> [Aim of the exercise]:
Print the records below word for word, beginning with the first line and ending once the line containing "pub enum PhaseKind" is printed.

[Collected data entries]

⟨

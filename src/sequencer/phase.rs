use rand::Rng;

use crate::config::IntroConfig;
use crate::foundation::core::{Canvas, Point, Rect};
use crate::layout::{Grid, MatrixLayoutEngine};
use crate::sequencer::banner::FailureBanner;
use crate::sequencer::plan::PhaseDescriptor;
use crate::surface::{DrawCommand, TextMeasure, TextStyle};
use crate::symbol::Symbol;

/// Coarse phase identity, for status and logging.
#[derive(Clone, Copy, Debug, PartialEq, Eq, Hash, serde::Serialize)]
#[serde(rename_all = "snake_case")]
pub enum PhaseKind {
    /// Static message with blinking cursor.
    Blink,
    /// Typewriter message.
    Type,
    /// Digit matrix.
    Matrix,
    /// "System failure" banner.
    Failure,
}

/// Live state of the current phase. Toggle flags and counters live here and are only changed
/// by [`PhaseState::step`].
#[derive(Clone, Debug, PartialEq)]
pub enum PhaseState {
    /// Static message with a blinking cursor.
    Blink {
        /// Message left of the cursor.
        message: String,
        /// Phase length in milliseconds.
        duration_ms: f64,
        /// Cursor drawn on the next repaint.
        cursor_visible: bool,
    },
    /// Typewriter reveal.
    Type {
        /// Full message.
        message: String,
        /// Chars typed so far; runs one past the message length before completing.
        typed: usize,
    },
    /// Digit matrix.
    Matrix,
    /// Failure banner following an exhausted matrix.
    Failure {
        /// Banner drawn on the next repaint.
        banner_visible: bool,
    },
}

impl PhaseState {
    /// Initial state for a plan entry.
    pub fn enter(desc: &PhaseDescriptor) -> Self {
        match desc {
            PhaseDescriptor::Blink {
                message,
                duration_ms,
            } => Self::Blink {
                message: message.clone(),
                duration_ms: *duration_ms,
                cursor_visible: false,
            },
            PhaseDescriptor::Type { message } => Self::Type {
                message: message.clone(),
                typed: 0,
            },
            PhaseDescriptor::Matrix => Self::Matrix,
        }
    }

    /// Coarse identity.
    pub fn kind(&self) -> PhaseKind {
        match self {
            Self::Blink { .. } => PhaseKind::Blink,
            Self::Type { .. } => PhaseKind::Type,
            Self::Matrix => PhaseKind::Matrix,
            Self::Failure { .. } => PhaseKind::Failure,
        }
    }

    /// Advance by one frame callback.
    ///
    /// Draw commands for this frame are appended to `out`; the returned transition takes
    /// effect from the next frame on.
    pub fn step<R: Rng, M: TextMeasure + ?Sized>(
        self,
        ev: &FrameEvent,
        ctx: &mut StepContext<'_, R, M>,
        out: &mut Vec<DrawCommand>,
    ) -> Transition {
        let config = ctx.config;
        let script = &config.script;
        match self {
            Self::Blink {
                message,
                duration_ms,
                cursor_visible,
            } => {
                if ev.elapsed_ms >= duration_ms {
                    return Transition::Advance;
                }
                if !ev.is_gated(script.blink_gate) {
                    return Transition::Stay(Self::Blink {
                        message,
                        duration_ms,
                        cursor_visible,
                    });
                }
                message_frame(&message, cursor_visible, ctx, out);
                Transition::Stay(Self::Blink {
                    message,
                    duration_ms,
                    cursor_visible: !cursor_visible,
                })
            }
            Self::Type { message, typed } => {
                if !ev.is_gated(script.type_gate) {
                    return Transition::Stay(Self::Type { message, typed });
                }
                let len = message.chars().count();
                if typed > len {
                    return Transition::Advance;
                }
                let typed = typed + 1;
                let shown: String = message.chars().take(typed).collect();
                message_frame(&shown, true, ctx, out);
                Transition::Stay(Self::Type { message, typed })
            }
            Self::Matrix => {
                if !ev.is_gated(config.animation.frame_gate) {
                    return Transition::Stay(Self::Matrix);
                }
                let laid_out = ctx.engine.layout_into(
                    ev.elapsed_ms,
                    ctx.grid,
                    &mut *ctx.rng,
                    &mut *ctx.symbols,
                );
                if !laid_out {
                    return Transition::Stay(Self::Failure {
                        banner_visible: true,
                    });
                }
                let size = f64::from(config.animation.glyph_size);
                let fg = config.palette.foreground;
                out.reserve(ctx.symbols.len() + 1);
                out.push(DrawCommand::Clear(config.palette.background));
                out.extend(ctx.symbols.iter().map(|s| s.to_command(size, fg)));
                Transition::Stay(Self::Matrix)
            }
            Self::Failure { banner_visible } => {
                if !ev.is_gated(config.banner.gate) {
                    return Transition::Stay(Self::Failure { banner_visible });
                }
                FailureBanner::new(&config.banner, &config.palette).commands(
                    ctx.surface,
                    banner_visible,
                    out,
                );
                if ev.elapsed_ms > config.animation.loop_duration_ms() {
                    return Transition::Restart;
                }
                Transition::Stay(Self::Failure {
                    banner_visible: !banner_visible,
                })
            }
        }
    }
}

/// Inputs of one frame callback.
#[derive(Clone, Copy, Debug, PartialEq)]
pub struct FrameEvent {
    /// Frame counter (the scheduler handle id of this callback).
    pub frame: u64,
    /// Milliseconds since the current plan phase was entered; the failure banner keeps the
    /// matrix's clock.
    pub elapsed_ms: f64,
}

impl FrameEvent {
    /// `true` on frames where work is done for a gate of `n`.
    pub fn is_gated(&self, n: u64) -> bool {
        n != 0 && self.frame.is_multiple_of(n)
    }
}

/// Shared read-mostly inputs of a step.
pub struct StepContext<'a, R: Rng, M: TextMeasure + ?Sized> {
    /// Validated configuration.
    pub config: &'a IntroConfig,
    /// Layout engine built from `config.animation`.
    pub engine: &'a MatrixLayoutEngine,
    /// Current grid.
    pub grid: Grid,
    /// Current surface size.
    pub surface: Canvas,
    /// Text metrics of the target surface.
    pub measure: &'a M,
    /// Noise source.
    pub rng: &'a mut R,
    /// Scratch buffer reused across matrix frames.
    pub symbols: &'a mut Vec<Symbol>,
}

/// What the sequencer does after a step.
#[derive(Clone, Debug, PartialEq)]
pub enum Transition {
    /// Keep running with the given state.
    Stay(PhaseState),
    /// Enter the next plan phase.
    Advance,
    /// Rebuild the plan and start over from phase 0.
    Restart,
}

fn message_frame<R: Rng, M: TextMeasure + ?Sized>(
    text: &str,
    show_cursor: bool,
    ctx: &StepContext<'_, R, M>,
    out: &mut Vec<DrawCommand>,
) {
    let script = &ctx.config.script;
    let palette = &ctx.config.palette;
    let origin = Point::new(script.text_origin[0], script.text_origin[1]);
    let style = TextStyle::plain(script.text_size, palette.foreground).with_glow(palette.glow);

    out.push(DrawCommand::Clear(palette.background));
    if !text.is_empty() {
        out.push(DrawCommand::FillText {
            text: text.to_owned(),
            origin,
            style,
        });
        out.push(DrawCommand::StrokeText {
            text: text.to_owned(),
            origin,
            style,
        });
    }
    if show_cursor {
        let x = ctx.measure.measure_text(text, script.text_size) + script.cursor_gap;
        let [w, h] = script.cursor_size;
        out.push(DrawCommand::FillRect {
            rect: Rect::new(x, script.cursor_top, x + w, script.cursor_top + h),
            color: palette.foreground,
        });
    }
}

#[cfg(test)]
#[path = "../../tests/unit/sequencer/phase.rs"]
mod tests;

⟩

> [Response below]:
filename src/sequencer/phase.rs
use rand::Rng;

use crate::config::IntroConfig;
use crate::foundation::core::{Canvas, Point, Rect};
use crate::layout::{Grid, MatrixLayoutEngine};
use crate::sequencer::banner::FailureBanner;
use crate::sequencer::plan::PhaseDescriptor;
use crate::surface::{DrawCommand, TextMeasure, TextStyle};
use crate::symbol::Symbol;

/// Coarse phase identity, for status and logging.
#[derive(Clone, Copy, Debug, PartialEq, Eq, Hash, serde::Serialize)]
#[serde(rename_all = "snake_case")]
pub enum PhaseKind {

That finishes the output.